+++ Task data

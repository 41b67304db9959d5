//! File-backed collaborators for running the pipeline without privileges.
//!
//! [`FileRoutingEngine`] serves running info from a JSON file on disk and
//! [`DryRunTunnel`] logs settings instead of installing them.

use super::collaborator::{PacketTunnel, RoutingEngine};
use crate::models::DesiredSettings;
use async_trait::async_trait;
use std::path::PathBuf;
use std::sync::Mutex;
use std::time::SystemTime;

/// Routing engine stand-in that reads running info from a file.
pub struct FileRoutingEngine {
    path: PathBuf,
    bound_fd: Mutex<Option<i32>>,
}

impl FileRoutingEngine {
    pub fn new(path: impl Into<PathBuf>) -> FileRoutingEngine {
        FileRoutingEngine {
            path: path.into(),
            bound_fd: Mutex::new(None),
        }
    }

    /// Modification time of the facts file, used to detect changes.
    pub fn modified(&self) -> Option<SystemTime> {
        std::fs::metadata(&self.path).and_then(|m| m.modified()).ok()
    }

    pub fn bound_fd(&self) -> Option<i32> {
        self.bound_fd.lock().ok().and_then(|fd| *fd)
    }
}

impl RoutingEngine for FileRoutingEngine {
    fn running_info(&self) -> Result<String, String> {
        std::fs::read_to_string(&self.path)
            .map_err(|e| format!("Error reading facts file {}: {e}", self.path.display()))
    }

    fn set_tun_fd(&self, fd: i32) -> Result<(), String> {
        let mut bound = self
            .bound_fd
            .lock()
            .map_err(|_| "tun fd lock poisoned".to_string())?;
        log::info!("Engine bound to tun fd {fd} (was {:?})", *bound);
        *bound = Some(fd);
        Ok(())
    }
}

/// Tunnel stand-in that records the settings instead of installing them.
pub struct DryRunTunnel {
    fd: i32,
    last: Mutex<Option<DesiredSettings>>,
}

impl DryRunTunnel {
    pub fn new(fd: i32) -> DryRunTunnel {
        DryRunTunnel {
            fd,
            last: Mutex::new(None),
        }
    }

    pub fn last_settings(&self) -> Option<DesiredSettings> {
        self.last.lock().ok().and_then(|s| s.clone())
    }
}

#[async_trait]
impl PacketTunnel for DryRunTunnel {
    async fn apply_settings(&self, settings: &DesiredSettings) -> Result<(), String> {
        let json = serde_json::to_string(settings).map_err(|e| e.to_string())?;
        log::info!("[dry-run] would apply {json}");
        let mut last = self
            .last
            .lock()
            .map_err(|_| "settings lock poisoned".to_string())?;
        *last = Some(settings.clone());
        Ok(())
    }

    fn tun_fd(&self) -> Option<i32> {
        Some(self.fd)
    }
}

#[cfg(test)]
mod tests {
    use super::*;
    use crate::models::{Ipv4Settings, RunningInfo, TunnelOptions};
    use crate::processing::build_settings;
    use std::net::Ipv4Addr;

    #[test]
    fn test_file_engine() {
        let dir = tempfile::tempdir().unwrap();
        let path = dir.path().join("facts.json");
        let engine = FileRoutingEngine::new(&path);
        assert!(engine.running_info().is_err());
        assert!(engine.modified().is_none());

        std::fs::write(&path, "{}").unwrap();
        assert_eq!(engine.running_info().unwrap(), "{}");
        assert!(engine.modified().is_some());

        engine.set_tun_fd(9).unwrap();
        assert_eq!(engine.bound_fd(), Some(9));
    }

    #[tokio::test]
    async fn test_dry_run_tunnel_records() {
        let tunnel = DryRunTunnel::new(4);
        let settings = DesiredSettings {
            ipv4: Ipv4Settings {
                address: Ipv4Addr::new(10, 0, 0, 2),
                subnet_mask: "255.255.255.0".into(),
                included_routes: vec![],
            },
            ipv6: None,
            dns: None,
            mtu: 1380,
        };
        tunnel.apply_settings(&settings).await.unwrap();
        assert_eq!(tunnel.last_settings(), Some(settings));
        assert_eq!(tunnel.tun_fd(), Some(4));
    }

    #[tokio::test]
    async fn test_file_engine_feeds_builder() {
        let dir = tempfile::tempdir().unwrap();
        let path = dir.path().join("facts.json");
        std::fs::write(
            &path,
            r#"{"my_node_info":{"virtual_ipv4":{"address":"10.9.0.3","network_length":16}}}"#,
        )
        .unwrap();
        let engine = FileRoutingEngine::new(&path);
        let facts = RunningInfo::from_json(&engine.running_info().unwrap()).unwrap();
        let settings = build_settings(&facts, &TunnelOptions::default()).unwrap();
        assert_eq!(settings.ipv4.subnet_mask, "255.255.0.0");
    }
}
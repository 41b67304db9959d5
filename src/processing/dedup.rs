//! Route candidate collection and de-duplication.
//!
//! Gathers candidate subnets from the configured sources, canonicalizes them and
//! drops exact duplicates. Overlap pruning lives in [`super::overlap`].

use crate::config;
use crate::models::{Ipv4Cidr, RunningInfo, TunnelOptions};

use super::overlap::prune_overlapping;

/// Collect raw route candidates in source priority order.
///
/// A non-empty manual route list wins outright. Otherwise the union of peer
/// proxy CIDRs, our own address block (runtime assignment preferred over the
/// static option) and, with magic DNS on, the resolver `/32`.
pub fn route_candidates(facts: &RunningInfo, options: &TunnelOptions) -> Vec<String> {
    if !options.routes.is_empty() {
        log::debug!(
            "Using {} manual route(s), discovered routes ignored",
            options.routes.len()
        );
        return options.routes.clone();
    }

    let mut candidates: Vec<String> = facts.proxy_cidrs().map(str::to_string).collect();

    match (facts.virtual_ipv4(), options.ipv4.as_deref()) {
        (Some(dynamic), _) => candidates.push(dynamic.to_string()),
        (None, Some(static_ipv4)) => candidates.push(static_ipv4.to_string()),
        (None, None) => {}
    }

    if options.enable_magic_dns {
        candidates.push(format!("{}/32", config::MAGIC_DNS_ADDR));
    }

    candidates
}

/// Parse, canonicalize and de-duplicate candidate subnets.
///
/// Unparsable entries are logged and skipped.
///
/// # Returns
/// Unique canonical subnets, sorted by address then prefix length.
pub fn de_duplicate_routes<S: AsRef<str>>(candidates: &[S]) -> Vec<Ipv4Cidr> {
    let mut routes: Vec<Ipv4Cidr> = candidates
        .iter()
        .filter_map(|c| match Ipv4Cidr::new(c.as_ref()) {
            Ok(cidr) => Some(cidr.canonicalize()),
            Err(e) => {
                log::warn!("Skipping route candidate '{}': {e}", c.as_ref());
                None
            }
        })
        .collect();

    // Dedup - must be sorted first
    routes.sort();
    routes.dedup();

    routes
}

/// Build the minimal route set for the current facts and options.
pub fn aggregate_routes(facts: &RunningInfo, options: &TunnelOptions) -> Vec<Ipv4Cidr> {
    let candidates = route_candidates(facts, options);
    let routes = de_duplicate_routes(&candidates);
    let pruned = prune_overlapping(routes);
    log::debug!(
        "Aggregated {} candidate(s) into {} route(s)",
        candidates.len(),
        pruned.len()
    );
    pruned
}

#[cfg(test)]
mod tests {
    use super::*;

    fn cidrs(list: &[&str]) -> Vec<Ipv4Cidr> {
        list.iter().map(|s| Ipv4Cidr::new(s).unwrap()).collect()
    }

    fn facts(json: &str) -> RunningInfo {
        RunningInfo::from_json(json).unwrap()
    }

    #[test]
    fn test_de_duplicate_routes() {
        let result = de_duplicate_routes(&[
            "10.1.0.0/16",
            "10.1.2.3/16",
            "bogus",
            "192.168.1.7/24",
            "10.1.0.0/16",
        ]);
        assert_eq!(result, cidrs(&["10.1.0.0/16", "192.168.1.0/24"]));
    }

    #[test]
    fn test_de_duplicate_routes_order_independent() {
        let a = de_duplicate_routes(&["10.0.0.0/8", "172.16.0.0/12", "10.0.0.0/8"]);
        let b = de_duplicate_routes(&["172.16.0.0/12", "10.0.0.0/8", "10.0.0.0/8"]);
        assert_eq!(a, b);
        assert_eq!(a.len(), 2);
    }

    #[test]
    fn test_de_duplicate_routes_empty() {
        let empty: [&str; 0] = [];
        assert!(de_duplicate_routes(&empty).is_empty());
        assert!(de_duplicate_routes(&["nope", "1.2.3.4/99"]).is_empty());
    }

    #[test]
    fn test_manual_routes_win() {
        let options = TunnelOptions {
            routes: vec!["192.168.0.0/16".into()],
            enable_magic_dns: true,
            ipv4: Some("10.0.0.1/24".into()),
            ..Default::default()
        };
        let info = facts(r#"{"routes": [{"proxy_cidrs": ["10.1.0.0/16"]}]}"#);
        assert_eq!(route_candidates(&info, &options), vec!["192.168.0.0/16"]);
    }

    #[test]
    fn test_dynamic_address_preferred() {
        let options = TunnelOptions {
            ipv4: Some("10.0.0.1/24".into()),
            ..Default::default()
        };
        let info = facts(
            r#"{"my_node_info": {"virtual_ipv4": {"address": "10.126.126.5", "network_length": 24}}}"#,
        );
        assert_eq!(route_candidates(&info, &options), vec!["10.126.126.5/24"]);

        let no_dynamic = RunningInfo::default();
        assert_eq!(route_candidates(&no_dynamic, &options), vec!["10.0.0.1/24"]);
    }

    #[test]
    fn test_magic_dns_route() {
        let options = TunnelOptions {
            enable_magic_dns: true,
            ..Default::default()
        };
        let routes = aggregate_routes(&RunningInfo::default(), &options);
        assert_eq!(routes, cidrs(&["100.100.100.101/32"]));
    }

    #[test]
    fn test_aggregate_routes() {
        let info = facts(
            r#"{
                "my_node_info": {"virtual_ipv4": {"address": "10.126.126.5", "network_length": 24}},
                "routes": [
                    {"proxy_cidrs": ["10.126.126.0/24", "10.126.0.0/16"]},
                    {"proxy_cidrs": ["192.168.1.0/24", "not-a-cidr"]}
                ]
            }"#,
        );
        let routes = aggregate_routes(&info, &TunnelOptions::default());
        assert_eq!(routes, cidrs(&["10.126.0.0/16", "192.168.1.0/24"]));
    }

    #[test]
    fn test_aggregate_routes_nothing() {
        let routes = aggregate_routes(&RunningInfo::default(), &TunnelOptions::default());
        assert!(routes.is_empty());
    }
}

++++++

Task requirements: Copy here each line of the preceding records with "clone" in it.

Answer box:
        self.last.lock().ok().and_then(|s| s.clone())
        *last = Some(settings.clone());
        return options.routes.clone();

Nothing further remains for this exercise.